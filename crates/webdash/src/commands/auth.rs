//! Session commands: login, logout, whoami, can, navigate.

use dialoguer::Input;
use secrecy::SecretString;
use serde::Serialize;
use tracing::debug;

use webdash_core::guard::LOGIN_PATH;
use webdash_core::{Dashboard, GuardDecision, Requirement, Session};

use crate::cli::{CanArgs, GlobalOpts, LoginArgs};
use crate::config::{self, Resolved};
use crate::error::{CliError, exit_code};
use crate::output;

use super::util;

// ── Login / logout ──────────────────────────────────────────────────

pub async fn login(
    dash: &Dashboard,
    args: LoginArgs,
    resolved: &Resolved,
    global: &GlobalOpts,
) -> Result<(), CliError> {
    // The login screen itself is guarded: a live token bounces to the dashboard.
    if let GuardDecision::Redirect(_) = dash.navigate(LOGIN_PATH) {
        let who = dash
            .session()
            .current()
            .map_or_else(|| "a stored session".to_owned(), |s| s.email.clone());
        util::note(
            global,
            &format!("Already logged in as {who}. Run `webdash logout` first."),
        );
        return Ok(());
    }

    let email = match args.email.or_else(|| resolved.profile.email.clone()) {
        Some(email) => email,
        None => Input::new()
            .with_prompt("Email")
            .interact_text()
            .map_err(util::prompt_err)?,
    };

    let password = match args.password {
        Some(pw) => SecretString::from(pw),
        None => match config::resolve_password(&resolved.profile, &resolved.name) {
            Ok(pw) => pw,
            Err(e) => {
                debug!(error = %e, "no stored password; prompting");
                rpassword::prompt_password("Password: ")
                    .map(SecretString::from)
                    .map_err(util::prompt_err)?
            }
        },
    };

    let redirect = util::with_spinner(
        "Signing in",
        global,
        dash.session().login(&email, &password),
    )
    .await?;
    debug!(location = %redirect, "login redirect");

    if let Some(user) = dash.session().current() {
        util::note(global, &format!("Logged in as {} <{}>", user.name, user.email));
    }
    Ok(())
}

pub async fn logout(dash: &Dashboard, global: &GlobalOpts) -> Result<(), CliError> {
    let session = dash.session();
    if !session.is_authenticated() && !session.token_present() {
        util::note(global, "Not logged in");
        return Ok(());
    }

    let redirect = util::with_spinner("Signing out", global, session.logout()).await;
    debug!(location = %redirect, "logout redirect");
    util::note(global, "Logged out");
    Ok(())
}

// ── Session inspection ──────────────────────────────────────────────

fn session_detail(s: &Session) -> String {
    output::detail(&[
        ("ID", s.id.to_string()),
        ("Name", s.name.clone()),
        ("Email", s.email.clone()),
        ("Verified", s.email_verified_at.clone().unwrap_or_default()),
        ("Branch", s.branch.clone().unwrap_or_default()),
        ("Roles", s.role_names().collect::<Vec<_>>().join(", ")),
        ("Permissions", s.permission_names().join(", ")),
        ("Avatar", s.avatar.clone().unwrap_or_default()),
    ])
}

pub async fn whoami(dash: &Dashboard, refresh: bool, global: &GlobalOpts) -> Result<(), CliError> {
    let user = dash.session().current().ok_or_else(|| CliError::NotLoggedIn {
        redirect: LOGIN_PATH.into(),
    })?;
    let user = if refresh {
        util::with_spinner("Refreshing profile", global, dash.session().refresh_profile()).await?
    } else {
        user
    };

    let out = output::render_single(&global.output, user.as_ref(), session_detail, |s| {
        s.email.clone()
    });
    output::print_output(&out, global.quiet);
    Ok(())
}

/// Print `yes`/`no`; a denial exits with the permission status.
pub fn can(dash: &Dashboard, args: &CanArgs, global: &GlobalOpts) -> Result<(), CliError> {
    let requirement = match (&args.role, &args.permission) {
        (Some(role), _) => Requirement::Role(role.clone()),
        (None, Some(permission)) => Requirement::Permission(permission.clone()),
        (None, None) => {
            return Err(CliError::Validation {
                field: "can".into(),
                reason: "pass --role or --permission".into(),
            });
        }
    };

    let user = dash.session().current();
    let allowed = requirement.is_met(user.as_deref());
    debug!(%requirement, allowed, "access check");

    output::print_output(if allowed { "yes" } else { "no" }, global.quiet);
    if allowed {
        Ok(())
    } else {
        Err(CliError::Reported(exit_code::PERMISSION))
    }
}

#[derive(Serialize)]
struct Navigation {
    path: String,
    allowed: bool,
    redirect: Option<String>,
}

pub fn navigate(dash: &Dashboard, path: &str, global: &GlobalOpts) -> Result<(), CliError> {
    let nav = match dash.navigate(path) {
        GuardDecision::Allow => Navigation {
            path: path.to_owned(),
            allowed: true,
            redirect: None,
        },
        GuardDecision::Redirect(r) => Navigation {
            path: path.to_owned(),
            allowed: false,
            redirect: Some(r.location),
        },
    };

    let out = output::render_single(
        &global.output,
        &nav,
        |n| match &n.redirect {
            Some(to) => format!("redirect {to}"),
            None => format!("allow {}", n.path),
        },
        |n| n.redirect.clone().unwrap_or_else(|| n.path.clone()),
    );
    output::print_output(&out, global.quiet);
    Ok(())
}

···

§ PROBLEM TO WORK ON: Could you return all of the entries exactly as they stand?

§ COMPLETED TASK:
filename crates/webdash/src/commands/auth.rs
//! Session commands: login, logout, whoami, can, navigate.

use dialoguer::Input;
use secrecy::SecretString;
use serde::Serialize;
use tracing::debug;

use webdash_core::guard::LOGIN_PATH;
use webdash_core::{Dashboard, GuardDecision, Requirement, Session};

use crate::cli::{CanArgs, GlobalOpts, LoginArgs};
use crate::config::{self, Resolved};
use crate::error::{CliError, exit_code};
use crate::output;

use super::util;

// ── Login / logout ──────────────────────────────────────────────────

pub async fn login(
    dash: &Dashboard,
    args: LoginArgs,
    resolved: &Resolved,
    global: &GlobalOpts,
) -> Result<(), CliError> {
    // The login screen itself is guarded: a live token bounces to the dashboard.
    if let GuardDecision::Redirect(_) = dash.navigate(LOGIN_PATH) {
        let who = dash
            .session()
            .current()
            .map_or_else(|| "a stored session".to_owned(), |s| s.email.clone());
        util::note(
            global,
            &format!("Already logged in as {who}. Run `webdash logout` first."),
        );
        return Ok(());
    }

    let email = match args.email.or_else(|| resolved.profile.email.clone()) {
        Some(email) => email,
        None => Input::new()
            .with_prompt("Email")
            .interact_text()
            .map_err(util::prompt_err)?,
    };

    let password = match args.password {
        Some(pw) => SecretString::from(pw),
        None => match config::resolve_password(&resolved.profile, &resolved.name) {
            Ok(pw) => pw,
            Err(e) => {
                debug!(error = %e, "no stored password; prompting");
                rpassword::prompt_password("Password: ")
                    .map(SecretString::from)
                    .map_err(util::prompt_err)?
            }
        },
    };

    let redirect = util::with_spinner(
        "Signing in",
        global,
        dash.session().login(&email, &password),
    )
    .await?;
    debug!(location = %redirect, "login redirect");

    if let Some(user) = dash.session().current() {
        util::note(global, &format!("Logged in as {} <{}>", user.name, user.email));
    }
    Ok(())
}

pub async fn logout(dash: &Dashboard, global: &GlobalOpts) -> Result<(), CliError> {
    let session = dash.session();
    if !session.is_authenticated() && !session.token_present() {
        util::note(global, "Not logged in");
        return Ok(());
    }

    let redirect = util::with_spinner("Signing out", global, session.logout()).await;
    debug!(location = %redirect, "logout redirect");
    util::note(global, "Logged out");
    Ok(())
}

// ── Session inspection ──────────────────────────────────────────────

fn session_detail(s: &Session) -> String {
    output::detail(&[
        ("ID", s.id.to_string()),
        ("Name", s.name.clone()),
        ("Email", s.email.clone()),
        ("Verified", s.email_verified_at.clone().unwrap_or_default()),
        ("Branch", s.branch.clone().unwrap_or_default()),
        ("Roles", s.role_names().collect::<Vec<_>>().join(", ")),
        ("Permissions", s.permission_names().join(", ")),
        ("Avatar", s.avatar.clone().unwrap_or_default()),
    ])
}

pub async fn whoami(dash: &Dashboard, refresh: bool, global: &GlobalOpts) -> Result<(), CliError> {
    let user = dash.session().current().ok_or_else(|| CliError::NotLoggedIn {
        redirect: LOGIN_PATH.into(),
    })?;
    let user = if refresh {
        util::with_spinner("Refreshing profile", global, dash.session().refresh_profile()).await?
    } else {
        user
    };

    let out = output::render_single(&global.output, user.as_ref(), session_detail, |s| {
        s.email.clone()
    });
    output::print_output(&out, global.quiet);
    Ok(())
}

/// Print `yes`/`no`; a denial exits with the permission status.
pub fn can(dash: &Dashboard, args: &CanArgs, global: &GlobalOpts) -> Result<(), CliError> {
    let requirement = match (&args.role, &args.permission) {
        (Some(role), _) => Requirement::Role(role.clone()),
        (None, Some(permission)) => Requirement::Permission(permission.clone()),
        (None, None) => {
            return Err(CliError::Validation {
                field: "can".into(),
                reason: "pass --role or --permission".into(),
            });
        }
    };

    let user = dash.session().current();
    let allowed = requirement.is_met(user.as_deref());
    debug!(%requirement, allowed, "access check");

    output::print_output(if allowed { "yes" } else { "no" }, global.quiet);
    if allowed {
        Ok(())
    } else {
        Err(CliError::Reported(exit_code::PERMISSION))
    }
}

#[derive(Serialize)]
struct Navigation {
    path: String,
    allowed: bool,
    redirect: Option<String>,
}

pub fn navigate(dash: &Dashboard, path: &str, global: &GlobalOpts) -> Result<(), CliError> {
    let nav = match dash.navigate(path) {
        GuardDecision::Allow => Navigation {
            path: path.to_owned(),
            allowed: true,
            redirect: None,
        },
        GuardDecision::Redirect(r) => Navigation {
            path: path.to_owned(),
            allowed: false,
            redirect: Some(r.location),
        },
    };

    let out = output::render_single(
        &global.output,
        &nav,
        |n| match &n.redirect {
            Some(to) => format!("redirect {to}"),
            None => format!("allow {}", n.path),
        },
        |n| n.redirect.clone().unwrap_or_else(|| n.path.clone()),
    );
    output::print_output(&out, global.quiet);
    Ok(())
}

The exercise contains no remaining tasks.